What happens if you need to shuffle the pre-ordered deck?

There are potentially two things to be "testing" - if you go for the duplicate sealed, then deck building is being tested more than play, whereas if using pre-built and pre-"randomized" decks, then it is almost exclusively play skill. 

I think in both cases, there is a chance that it will not only be play skill being testing, but also playing around a known quality (i.e. a card pool or deck order)

Sounds like a lot of effort and complexity - designing a new game with less inherit variance might be easier  ;)

Nice idea, though.

You'd have to remove all shuffle effects from both decks as well as anything like Vendilion Clique.  Then you could potentially make the decks considerably smaller if you're prepared to assume the game won't go longer than a certain number of turns.

If you make the decks I'll play :)

If you make both decks exactly the same that's probably too weird as then you always know the contents of your opponent's hand.

If both decks are made in advance (even if different) and both keep the same order, you will know the order of cards for the opponents deck if you play both decks in at least one game each, which would make sense as you can try both sides of the match. 

Thomas David Baker said:

If you make both decks exactly the same that's probably too weird as then you always know the contents of your opponent's hand.

The original idea was to make eight pre-constructed decks where I knew the exact order of every card, get eight people together and split them into A and B sides. Then each A player would play deck A in each of their games against the B players playing with the B decks.

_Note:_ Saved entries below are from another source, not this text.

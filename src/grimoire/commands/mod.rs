use crate::config::GrimoireConfig;
use crate::model::Card;
use crate::view::Projection;
use std::path::PathBuf;

pub mod browse;
pub mod config;
pub mod reset;
pub mod select;

#[derive(Debug, Clone)]
pub struct GrimoirePaths {
    /// Holds `config.json` and `storage.json`.
    pub data_dir: PathBuf,
}

#[derive(Debug, Clone, PartialEq, Eq)]
pub enum MessageLevel {
    Info,
    Success,
    Warning,
    Error,
}

#[derive(Debug, Clone)]
pub struct CmdMessage {
    pub level: MessageLevel,
    pub content: String,
}

impl CmdMessage {
    pub fn info(content: impl Into<String>) -> Self {
        Self {
            level: MessageLevel::Info,
            content: content.into(),
        }
    }

    pub fn success(content: impl Into<String>) -> Self {
        Self {
            level: MessageLevel::Success,
            content: content.into(),
        }
    }

    pub fn warning(content: impl Into<String>) -> Self {
        Self {
            level: MessageLevel::Warning,
            content: content.into(),
        }
    }

    pub fn error(content: impl Into<String>) -> Self {
        Self {
            level: MessageLevel::Error,
            content: content.into(),
        }
    }
}

#[derive(Debug, Default)]
pub struct CmdResult {
    /// Cards whose selection state changed.
    pub affected_cards: Vec<Card>,
    pub projection: Option<Projection>,
    pub config: Option<GrimoireConfig>,
    pub messages: Vec<CmdMessage>,
}

impl CmdResult {
    pub fn add_message(&mut self, message: CmdMessage) {
        self.messages.push(message);
    }

    pub fn with_projection(mut self, projection: Projection) -> Self {
        self.projection = Some(projection);
        self
    }

    pub fn with_config(mut self, config: GrimoireConfig) -> Self {
        self.config = Some(config);
        self
    }

    pub fn has_level(&self, level: MessageLevel) -> bool {
        self.messages.iter().any(|m| m.level == level)
    }
}
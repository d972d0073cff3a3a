use crate::catalog::DEFAULT_SELECTION_KEY;
use crate::error::{GrimoireError, Result};
use serde::{Deserialize, Serialize};
use std::fmt;
use std::fs;
use std::path::Path;
use std::str::FromStr;

const CONFIG_FILENAME: &str = "config.json";
const DEFAULT_CARDS_FILE: &str = "./public/cards.json";

/// Configuration for grimoire, stored in `<data dir>/config.json`
#[derive(Debug, Clone, Serialize, Deserialize, PartialEq, Eq)]
pub struct GrimoireConfig {
    /// JSON file holding the card collection
    #[serde(default = "default_cards_file")]
    pub cards_file: String,

    /// Storage key the selection is persisted under
    #[serde(default = "default_selection_key")]
    pub selection_key: String,
}

fn default_cards_file() -> String {
    DEFAULT_CARDS_FILE.to_string()
}

fn default_selection_key() -> String {
    DEFAULT_SELECTION_KEY.to_string()
}

impl Default for GrimoireConfig {
    fn default() -> Self {
        Self {
            cards_file: default_cards_file(),
            selection_key: default_selection_key(),
        }
    }
}

/// A settable configuration entry, named on the command line in kebab case.
#[derive(Debug, Clone, Copy, PartialEq, Eq)]
pub enum ConfigKey {
    CardsFile,
    SelectionKey,
}

impl ConfigKey {
    pub const ALL: [ConfigKey; 2] = [ConfigKey::CardsFile, ConfigKey::SelectionKey];

    pub fn as_str(&self) -> &'static str {
        match self {
            ConfigKey::CardsFile => "cards-file",
            ConfigKey::SelectionKey => "selection-key",
        }
    }
}

impl fmt::Display for ConfigKey {
    fn fmt(&self, f: &mut fmt::Formatter<'_>) -> fmt::Result {
        f.write_str(self.as_str())
    }
}

impl FromStr for ConfigKey {
    type Err = GrimoireError;

    fn from_str(s: &str) -> Result<Self> {
        Self::ALL
            .into_iter()
            .find(|key| key.as_str() == s.trim())
            .ok_or_else(|| {
                let known: Vec<_> = Self::ALL.iter().map(ConfigKey::as_str).collect();
                GrimoireError::Config(format!(
                    "Unknown config key: {} (known: {})",
                    s,
                    known.join(", ")
                ))
            })
    }
}

impl GrimoireConfig {
    /// Load config from the given directory, or return defaults if not found
    pub fn load<P: AsRef<Path>>(config_dir: P) -> Result<Self> {
        let config_path = config_dir.as_ref().join(CONFIG_FILENAME);

        if !config_path.exists() {
            return Ok(Self::default());
        }

        let content = fs::read_to_string(&config_path).map_err(GrimoireError::Io)?;
        let config: GrimoireConfig =
            serde_json::from_str(&content).map_err(GrimoireError::Serialization)?;
        Ok(config)
    }

    pub fn save<P: AsRef<Path>>(&self, config_dir: P) -> Result<()> {
        let config_dir = config_dir.as_ref();
        if !config_dir.exists() {
            fs::create_dir_all(config_dir).map_err(GrimoireError::Io)?;
        }

        let content = serde_json::to_string_pretty(self).map_err(GrimoireError::Serialization)?;
        fs::write(config_dir.join(CONFIG_FILENAME), content).map_err(GrimoireError::Io)?;
        Ok(())
    }

    pub fn get(&self, key: ConfigKey) -> &str {
        match key {
            ConfigKey::CardsFile => &self.cards_file,
            ConfigKey::SelectionKey => &self.selection_key,
        }
    }

    /// Both entries name something (a file, a storage key), so blank values are rejected.
    pub fn set(&mut self, key: ConfigKey, value: &str) -> Result<()> {
        let value = value.trim();
        if value.is_empty() {
            return Err(GrimoireError::Config(format!("{} cannot be empty", key)));
        }
        match key {
            ConfigKey::CardsFile => self.cards_file = value.to_string(),
            ConfigKey::SelectionKey => self.selection_key = value.to_string(),
        }
        Ok(())
    }
}
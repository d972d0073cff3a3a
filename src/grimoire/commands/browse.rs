use crate::catalog::Catalog;
use crate::commands::{CmdMessage, CmdResult};
use crate::error::Result;
use crate::store::KeyValueStore;
use crate::view::{LevelFilter, Projection, ViewState};

/// Projects the current catalog state for rendering.
pub fn run<S: KeyValueStore>(catalog: &Catalog<S>, state: &ViewState) -> Result<CmdResult> {
    let projection = Projection::build(catalog.list_all(), catalog.selection(), state);
    let mut result = CmdResult::default();

    if let LevelFilter::Unmatchable(input) = &state.filter.level {
        result.add_message(CmdMessage::warning(format!(
            "Level filter '{}' is not a number; no cards match it",
            input
        )));
    }

    let stale = catalog.stale_ids();
    if !stale.is_empty() {
        result.add_message(CmdMessage::info(format!(
            "{} selected card(s) not in this catalog: {}",
            stale.len(),
            stale.join(", ")
        )));
    }

    Ok(result.with_projection(projection))
}
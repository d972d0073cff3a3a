//! # Grimoire Architecture
//!
//! Grimoire is a **UI-agnostic card catalog library**. It loads a collection of
//! cards once, lets a user filter, sort and pick cards, and keeps the picked
//! cards (the selection) across sessions. The bundled command line tool is one
//! client of it; nothing below the CLI knows about a terminal.
//!
//! ## Layers
//!
//! ```text
//! ┌─────────────────────────────────────────────────────────────┐
//! │  CLI Layer (cli/, wired by main.rs)                         │
//! │  - Parses arguments, renders projections, exit codes        │
//! └─────────────────────────────────────────────────────────────┘
//!                              │  Event
//!                              ▼
//! ┌─────────────────────────────────────────────────────────────┐
//! │  API Layer (api.rs)                                         │
//! │  - Owns Catalog + ViewState, dispatches events              │
//! └─────────────────────────────────────────────────────────────┘
//!                              │
//!                              ▼
//! ┌─────────────────────────────────────────────────────────────┐
//! │  Command Layer (commands/*.rs)                              │
//! │  - browse / select / reset / config, returning CmdResult    │
//! └─────────────────────────────────────────────────────────────┘
//!                              │
//!                              ▼
//! ┌─────────────────────────────────────────────────────────────┐
//! │  Core: catalog.rs (state), view.rs (pure projection)        │
//! │  Collaborators: source.rs (cards in), store/ (selection out)│
//! └─────────────────────────────────────────────────────────────┘
//! ```
//!
//! ## State
//!
//! The [`catalog::Catalog`] holds the only mutable state that outlives a
//! session: the selection. It is written to the [`store::KeyValueStore`] in
//! full on every change. Filter, sort and visibility live in
//! [`view::ViewState`] and reset every session.
//!
//! ## Module Overview
//!
//! - [`api`]: The facade and the [`api::Event`] contract
//! - [`catalog`]: Card collection and persisted selection
//! - [`selection`]: The ordered, duplicate-free id set
//! - [`view`]: Filtering, sorting and derived filter choices
//! - [`commands`]: Business logic per user action
//! - [`source`]: Card retrieval
//! - [`store`]: Key-value storage abstraction and implementations
//! - [`model`]: The [`model::Card`] record
//! - [`palette`]: Domain colors
//! - [`config`]: Configuration management
//! - [`logging`]: `tracing` subscriber setup for binaries
//! - [`error`]: Error types

pub mod api;
pub mod catalog;
pub mod commands;
pub mod config;
pub mod error;
pub mod logging;
pub mod model;
pub mod palette;
pub mod selection;
pub mod source;
pub mod store;
pub mod view;

#[cfg(any(test, feature = "test_utils"))]
pub mod test_utils;
use crate::catalog::Catalog;
use crate::commands::{CmdMessage, CmdResult};
use crate::error::Result;
use crate::selection::Toggle;
use crate::store::KeyValueStore;
use crate::view::{Projection, ViewState};

/// Toggles each id in order. Ids with no card are still toggled, with a warning.
pub fn toggle<S: KeyValueStore, I: AsRef<str>>(
    catalog: &mut Catalog<S>,
    state: &ViewState,
    ids: &[I],
) -> Result<CmdResult> {
    let mut result = CmdResult::default();

    for id in ids {
        let id = id.as_ref();
        let outcome = catalog.toggle_select(id)?;
        let verb = match outcome {
            Toggle::Selected => "Selected",
            Toggle::Deselected => "Deselected",
        };

        match catalog.get(id) {
            Some(card) => {
                result.add_message(CmdMessage::success(format!(
                    "{} {}: {}",
                    verb, card.id, card.title
                )));
                result.affected_cards.push(card.clone());
            }
            None => {
                result.add_message(CmdMessage::warning(format!(
                    "{} {} (no such card in this catalog)",
                    verb, id
                )));
            }
        }
    }

    let projection = Projection::build(catalog.list_all(), catalog.selection(), state);
    Ok(result.with_projection(projection))
}

#[cfg(test)]
mod tests {
    use super::*;
    use crate::commands::MessageLevel;
    use crate::store::memory::InMemoryStore;
    use crate::test_utils::two_cards;

    fn catalog() -> Catalog<InMemoryStore> {
        let mut catalog = Catalog::new(InMemoryStore::new());
        catalog.initialize(two_cards());
        catalog
    }

    #[test]
    fn selecting_moves_card_between_views() {
        let mut catalog = catalog();
        let result = toggle(&mut catalog, &ViewState::default(), &["a"]).unwrap();

        let projection = result.projection.unwrap();
        let browsable: Vec<_> = projection.browsable.iter().map(|c| c.id.as_str()).collect();
        let selected: Vec<_> = projection.selected.iter().map(|c| c.id.as_str()).collect();
        assert_eq!(browsable, vec!["b"]);
        assert_eq!(selected, vec!["a"]);
        assert_eq!(result.affected_cards.len(), 1);
        assert!(result.messages[0].content.starts_with("Selected a"));
    }

    #[test]
    fn toggling_twice_deselects() {
        let mut catalog = catalog();
        toggle(&mut catalog, &ViewState::default(), &["a"]).unwrap();
        let result = toggle(&mut catalog, &ViewState::default(), &["a"]).unwrap();

        assert!(result.messages[0].content.starts_with("Deselected a"));
        assert!(result.projection.unwrap().selected.is_empty());
    }

    #[test]
    fn multiple_ids_apply_in_order() {
        let mut catalog = catalog();
        let result = toggle(&mut catalog, &ViewState::default(), &["b", "a"]).unwrap();

        let selected: Vec<_> = result
            .projection
            .unwrap()
            .selected
            .iter()
            .map(|c| c.id.clone())
            .collect();
        assert_eq!(selected, vec!["b", "a"]);
        assert_eq!(result.messages.len(), 2);
    }

    #[test]
    fn unknown_id_is_kept_with_warning() {
        let mut catalog = catalog();
        let result = toggle(&mut catalog, &ViewState::default(), &["zz"]).unwrap();

        assert!(result.has_level(MessageLevel::Warning));
        assert!(result.affected_cards.is_empty());
        assert!(catalog.selection().contains("zz"));
    }

    #[test]
    fn storage_failure_propagates() {
        let mut catalog = catalog();
        catalog.store_mut().set_simulate_write_error(true);
        assert!(toggle(&mut catalog, &ViewState::default(), &["a"]).is_err());
    }
}
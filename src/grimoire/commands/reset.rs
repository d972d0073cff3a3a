use crate::catalog::Catalog;
use crate::commands::{CmdMessage, CmdResult};
use crate::error::Result;
use crate::store::KeyValueStore;
use crate::view::{Projection, ViewState};

pub fn run<S: KeyValueStore>(catalog: &mut Catalog<S>, state: &ViewState) -> Result<CmdResult> {
    let removed = catalog.reset_selection()?;
    let mut result = CmdResult::default();
    result.add_message(if removed == 0 {
        CmdMessage::info("Selection was already empty")
    } else {
        CmdMessage::success(format!("Cleared {} selected card(s)", removed))
    });

    let projection = Projection::build(catalog.list_all(), catalog.selection(), state);
    Ok(result.with_projection(projection))
}
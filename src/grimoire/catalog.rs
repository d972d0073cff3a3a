//! # Catalog Store
//!
//! [`Catalog`] is the single owner of the card collection and the
//! [`SelectionSet`]. Every selection mutation goes through it, and every
//! mutation writes the complete selection to the [`KeyValueStore`] before
//! returning, so storage always matches memory as of the last call.
//!
//! The catalog does not check toggled ids against the collection. An id with
//! no card is kept in the selection (and in storage) and is skipped when the
//! selected cards are listed. Reloading the collection never purges such ids:
//! a later catalog may contain them again.

use crate::error::Result;
use crate::model::Card;
use crate::selection::{SelectionSet, Toggle};
use crate::store::KeyValueStore;

pub const DEFAULT_SELECTION_KEY: &str = "selectedCards";

pub struct Catalog<S: KeyValueStore> {
    store: S,
    key: String,
    cards: Vec<Card>,
    selection: SelectionSet,
}

impl<S: KeyValueStore> Catalog<S> {
    /// An empty catalog persisting its selection under the default key.
    pub fn new(store: S) -> Self {
        Self::with_key(store, DEFAULT_SELECTION_KEY)
    }

    pub fn with_key(store: S, key: impl Into<String>) -> Self {
        Self {
            store,
            key: key.into(),
            cards: Vec::new(),
            selection: SelectionSet::new(),
        }
    }

    /// Replaces the card collection wholesale.
    pub fn initialize(&mut self, cards: Vec<Card>) {
        tracing::debug!(count = cards.len(), "catalog initialized");
        self.cards = cards;
    }

    /// Loads the persisted selection. Missing, unreadable or malformed data
    /// all leave an empty selection.
    pub fn restore_selection(&mut self) {
        let raw = match self.store.get(&self.key) {
            Ok(raw) => raw,
            Err(e) => {
                tracing::warn!(error = %e, "could not read stored selection");
                None
            }
        };

        self.selection = match raw.as_deref().map(SelectionSet::from_storage) {
            Some(Some(selection)) => selection,
            Some(None) => {
                tracing::warn!(key = %self.key, "ignoring malformed stored selection");
                SelectionSet::new()
            }
            None => SelectionSet::new(),
        };
        tracing::debug!(count = self.selection.len(), "selection restored");
    }

    /// Selects `id` if it is not selected, deselects it otherwise, then persists.
    /// If the write fails the selection is left as it was.
    pub fn toggle_select(&mut self, id: &str) -> Result<Toggle> {
        let previous = self.selection.clone();
        let outcome = self.selection.toggle(id);
        self.commit(previous)?;
        tracing::debug!(id, ?outcome, "toggled selection");
        Ok(outcome)
    }

    /// Empties the selection and persists. Returns how many ids were removed.
    /// If the write fails the selection is left as it was.
    pub fn reset_selection(&mut self) -> Result<usize> {
        let previous = std::mem::take(&mut self.selection);
        let removed = previous.len();
        self.commit(previous)?;
        tracing::debug!(removed, "selection reset");
        Ok(removed)
    }

    pub fn list_all(&self) -> &[Card] {
        &self.cards
    }

    /// Selected cards in selection order, skipping ids with no card.
    pub fn list_selected(&self) -> Vec<&Card> {
        self.selection.resolve(&self.cards)
    }

    pub fn selection(&self) -> &SelectionSet {
        &self.selection
    }

    /// Whether a card with this id exists in the current collection.
    pub fn contains(&self, id: &str) -> bool {
        self.cards.iter().any(|card| card.id == id)
    }

    pub fn get(&self, id: &str) -> Option<&Card> {
        self.cards.iter().find(|card| card.id == id)
    }

    /// Selected ids with no card in the current collection.
    pub fn stale_ids(&self) -> Vec<&str> {
        self.selection.stale(&self.cards)
    }

    pub fn store(&self) -> &S {
        &self.store
    }

    pub fn store_mut(&mut self) -> &mut S {
        &mut self.store
    }

    /// Writes the current selection, or puts `previous` back when the write fails.
    fn commit(&mut self, previous: SelectionSet) -> Result<()> {
        if let Err(e) = self.store.set(&self.key, &self.selection.to_storage()) {
            tracing::warn!(key = %self.key, error = %e, "selection not saved, change undone");
            self.selection = previous;
            return Err(e);
        }
        Ok(())
    }
}
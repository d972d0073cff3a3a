use clap::{Parser, Subcommand};
use grimoire::config::ConfigKey;
use grimoire::view::SortMode;
use std::path::PathBuf;

/// Returns the version string, including git hash and commit date for non-release builds.
/// Format: "0.3.2" for releases, "0.3.2@abc1234 2024-01-15" for dev builds
fn get_version() -> &'static str {
    const VERSION: &str = env!("CARGO_PKG_VERSION");
    const GIT_HASH: &str = env!("GRIMOIRE_GIT_HASH");
    const COMMIT_DATE: &str = env!("GRIMOIRE_COMMIT_DATE");
    const IS_RELEASE: &str = env!("GRIMOIRE_IS_RELEASE");

    use std::sync::OnceLock;
    static VERSION_STRING: OnceLock<String> = OnceLock::new();

    VERSION_STRING.get_or_init(|| {
        if IS_RELEASE == "true" || GIT_HASH.is_empty() {
            VERSION.to_string()
        } else {
            format!("{}@{} {}", VERSION, GIT_HASH, COMMIT_DATE)
        }
    })
}

#[derive(Parser, Debug)]
#[command(name = "grimoire", bin_name = "grimoire", version = get_version())]
#[command(about = "Browse a card catalog and keep your selection between sessions", long_about = None)]
pub struct Cli {
    #[command(subcommand)]
    pub command: Option<Commands>,

    /// Card collection to load (JSON array); overrides GRIMOIRE_CARDS and config
    #[arg(long, global = true, value_name = "PATH")]
    pub cards: Option<PathBuf>,

    /// Verbose output (debug logging on stderr)
    #[arg(short, long, global = true)]
    pub verbose: bool,

    /// Log level or filter directive (e.g. info, grimoire=trace); overrides RUST_LOG and GRIMOIRE_LOG
    #[arg(long, global = true, value_name = "LEVEL")]
    pub log_level: Option<String>,

    /// Emit logs as JSON
    #[arg(long, global = true)]
    pub log_json: bool,
}

#[derive(Subcommand, Debug)]
pub enum Commands {
    /// Browse cards not yet selected, followed by the selection
    #[command(alias = "ls")]
    List {
        /// Only cards of this domain (exact match)
        #[arg(short, long)]
        domain: Option<String>,

        /// Only cards of this level
        #[arg(short, long, allow_hyphen_values = true)]
        level: Option<String>,

        /// Ordering: level-asc, level-desc or title
        #[arg(short, long, default_value_t = SortMode::LevelAscending)]
        sort: SortMode,

        /// Hide the browse section, show only the selection
        #[arg(long)]
        hide_all: bool,
    },

    /// Select or deselect cards by id
    #[command(alias = "toggle", alias = "s")]
    Select {
        /// Card ids; each one flips between selected and not selected
        #[arg(required = true, num_args = 1..)]
        ids: Vec<String>,
    },

    /// Show the selected cards
    Selected,

    /// Deselect every card
    Reset,

    /// Show the domains and levels present in the catalog
    Filters,

    /// Get or set configuration
    Config {
        /// Configuration key (cards-file, selection-key)
        key: Option<ConfigKey>,

        /// Value to set (if omitted, prints current value)
        value: Option<String>,
    },
}
#[cfg(test)]
mod tests {
    use super::*;
    use crate::test_utils::{ids, sample_cards, two_cards};
    use std::collections::HashSet;

    fn selection(ids: &[&str]) -> SelectionSet {
        ids.iter().map(|s| s.to_string()).collect()
    }

    fn browse<'a>(
        cards: &'a [Card],
        selected: &SelectionSet,
        filter: &FilterSpec,
        sort: SortMode,
    ) -> Vec<&'a str> {
        ids(&project_browsable(cards, selected, filter, sort, true))
    }

    #[test]
    fn unfiltered_two_card_catalog_lists_both() {
        let cards = two_cards();
        let result = browse(
            &cards,
            &SelectionSet::new(),
            &FilterSpec::new().with_domain("").with_level(""),
            SortMode::LevelAscending,
        );
        assert_eq!(result, vec!["a", "b"]);
    }

    #[test]
    fn selected_cards_leave_browsable_view() {
        let cards = two_cards();
        let sel = selection(&["a"]);
        assert_eq!(
            browse(&cards, &sel, &FilterSpec::new(), SortMode::LevelAscending),
            vec!["b"]
        );
        assert_eq!(ids(&project_selected(&cards, &sel)), vec!["a"]);
    }

    #[test]
    fn domain_filter_is_exact() {
        let cards = two_cards();
        let filter = FilterSpec::new().with_domain("Arcano");
        assert_eq!(
            browse(&cards, &SelectionSet::new(), &filter, SortMode::LevelAscending),
            vec!["b"]
        );

        let filter = FilterSpec::new().with_domain("arcano");
        assert!(browse(&cards, &SelectionSet::new(), &filter, SortMode::LevelAscending).is_empty());
    }

    #[test]
    fn non_numeric_level_matches_nothing() {
        let cards = two_cards();
        let filter = FilterSpec::new().with_level("notanumber");
        assert!(browse(&cards, &SelectionSet::new(), &filter, SortMode::LevelAscending).is_empty());
    }

    #[test]
    fn level_filter_parsing() {
        assert_eq!(LevelFilter::parse(""), LevelFilter::Any);
        assert_eq!(LevelFilter::parse("   "), LevelFilter::Any);
        assert_eq!(LevelFilter::parse("2"), LevelFilter::Exact(2));
        assert_eq!(LevelFilter::parse(" 3 "), LevelFilter::Exact(3));
        assert_eq!(LevelFilter::parse("+4"), LevelFilter::Exact(4));
        assert_eq!(LevelFilter::parse("2.0"), LevelFilter::Exact(2));
        assert_eq!(
            LevelFilter::parse("2.5"),
            LevelFilter::Unmatchable("2.5".into())
        );
        assert_eq!(
            LevelFilter::parse("abc"),
            LevelFilter::Unmatchable("abc".into())
        );
        assert_eq!(
            LevelFilter::parse("inf"),
            LevelFilter::Unmatchable("inf".into())
        );
    }

    #[test]
    fn level_filter_keeps_equal_levels() {
        let cards = sample_cards();
        let filter = FilterSpec::new().with_level("2");
        assert_eq!(
            browse(&cards, &SelectionSet::new(), &filter, SortMode::LevelAscending),
            vec!["b", "c"]
        );
    }

    #[test]
    fn domain_and_level_combine() {
        let cards = sample_cards();
        let filter = FilterSpec::new().with_domain("Spada").with_level("2");
        assert_eq!(
            browse(&cards, &SelectionSet::new(), &filter, SortMode::LevelAscending),
            vec!["c"]
        );
    }

    #[test]
    fn level_sorts_are_stable() {
        let cards = sample_cards();
        let none = SelectionSet::new();
        let all = FilterSpec::new();
        // a,d are level 1; b,c are level 2; e is level 3.
        assert_eq!(
            browse(&cards, &none, &all, SortMode::LevelAscending),
            vec!["a", "d", "b", "c", "e"]
        );
        assert_eq!(
            browse(&cards, &none, &all, SortMode::LevelDescending),
            vec!["e", "b", "c", "a", "d"]
        );
    }

    #[test]
    fn title_sort_ignores_case() {
        let cards = sample_cards();
        assert_eq!(
            browse(&cards, &SelectionSet::new(), &FilterSpec::new(), SortMode::TitleAscending),
            vec!["a", "b", "c", "d", "e"]
        );
        let mut collator = Collator::default();
        assert_eq!(collate(&mut collator, "alpha", "Beta"), Ordering::Less);
        assert_eq!(collate(&mut collator, "Zeta", "alpha"), Ordering::Greater);
        assert_ne!(collate(&mut collator, "abc", "ABC"), Ordering::Equal);
    }

    #[test]
    fn title_sort_places_accented_letters_with_their_base() {
        let cards = vec![
            Card::new("z", "Spada", 1, "Zelo"),
            Card::new("e", "Spada", 1, "Écho"),
            Card::new("f", "Spada", 1, "Fuoco"),
            Card::new("o", "Spada", 1, "Eco"),
        ];
        assert_eq!(
            browse(&cards, &SelectionSet::new(), &FilterSpec::new(), SortMode::TitleAscending),
            vec!["e", "o", "f", "z"]
        );

        let mut collator = Collator::default();
        assert_eq!(collate(&mut collator, "Àncora", "Bastione"), Ordering::Less);
        assert_eq!(collate(&mut collator, "perché", "perche"), Ordering::Greater);
    }

    #[test]
    fn hidden_view_is_empty() {
        let cards = two_cards();
        let result = project_browsable(
            &cards,
            &SelectionSet::new(),
            &FilterSpec::new(),
            SortMode::LevelAscending,
            false,
        );
        assert!(result.is_empty());
    }

    #[test]
    fn projection_is_idempotent() {
        let cards = sample_cards();
        let sel = selection(&["c"]);
        let filter = FilterSpec::new().with_domain("Arcano");
        for sort in SortMode::ALL {
            let first = project_browsable(&cards, &sel, &filter, sort, true);
            let second = project_browsable(&cards, &sel, &filter, sort, true);
            assert_eq!(first, second);
        }
    }

    #[test]
    fn browsable_and_selected_partition_the_catalog() {
        let cards = sample_cards();
        for chosen in [vec![], vec!["a"], vec!["e", "b"], vec!["a", "b", "c", "d", "e"]] {
            let sel = selection(&chosen);
            for sort in SortMode::ALL {
                let browsable: HashSet<_> =
                    browse(&cards, &sel, &FilterSpec::new(), sort).into_iter().collect();
                let selected: HashSet<&str> = chosen.iter().copied().collect();

                assert!(browsable.is_disjoint(&selected));
                let union: HashSet<_> = browsable.union(&selected).copied().collect();
                let all: HashSet<_> = cards.iter().map(|c| c.id.as_str()).collect();
                assert_eq!(union, all);
            }
        }
    }

    #[test]
    fn available_choices() {
        let cards = sample_cards();
        assert_eq!(available_domains(&cards), vec!["Spada", "Arcano", "Codex"]);
        assert_eq!(available_levels(&cards), vec![1, 2, 3]);
        assert!(available_domains(&[]).is_empty());
        assert!(available_levels(&[]).is_empty());
    }

    #[test]
    fn sort_mode_names() {
        assert_eq!("level-asc".parse::<SortMode>().unwrap(), SortMode::LevelAscending);
        assert_eq!("livello-desc".parse::<SortMode>().unwrap(), SortMode::LevelDescending);
        assert_eq!("nome".parse::<SortMode>().unwrap(), SortMode::TitleAscending);
        assert_eq!(" Title ".parse::<SortMode>().unwrap(), SortMode::TitleAscending);
        assert!("random".parse::<SortMode>().is_err());
        for mode in SortMode::ALL {
            assert_eq!(mode.as_str().parse::<SortMode>().unwrap(), mode);
        }
    }

    #[test]
    fn projection_reports_invalid_level_filter() {
        let cards = two_cards();
        let state = ViewState {
            filter: FilterSpec::new().with_level("x"),
            ..ViewState::default()
        };
        let projection = Projection::build(&cards, &SelectionSet::new(), &state);
        assert!(projection.level_filter_invalid);
        assert!(projection.browsable.is_empty());
        assert_eq!(projection.levels, vec![1, 2]);
    }
}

After all the games were played, I could then award points based on how well each player did with each deck. Currently the only scoring method I can think of is how many turns the game was won in - the longer you survive with the 'bad' deck the more points you get and the less your opponent would. Ties could be settled by difference in life totals at the end of the game.

You think the same deck will win in each case?  If you prearrange reasonable draws between evenly matched decks I bet you don't get the same result from each A v B game.  No need for tiebreaks, just best A and best B player.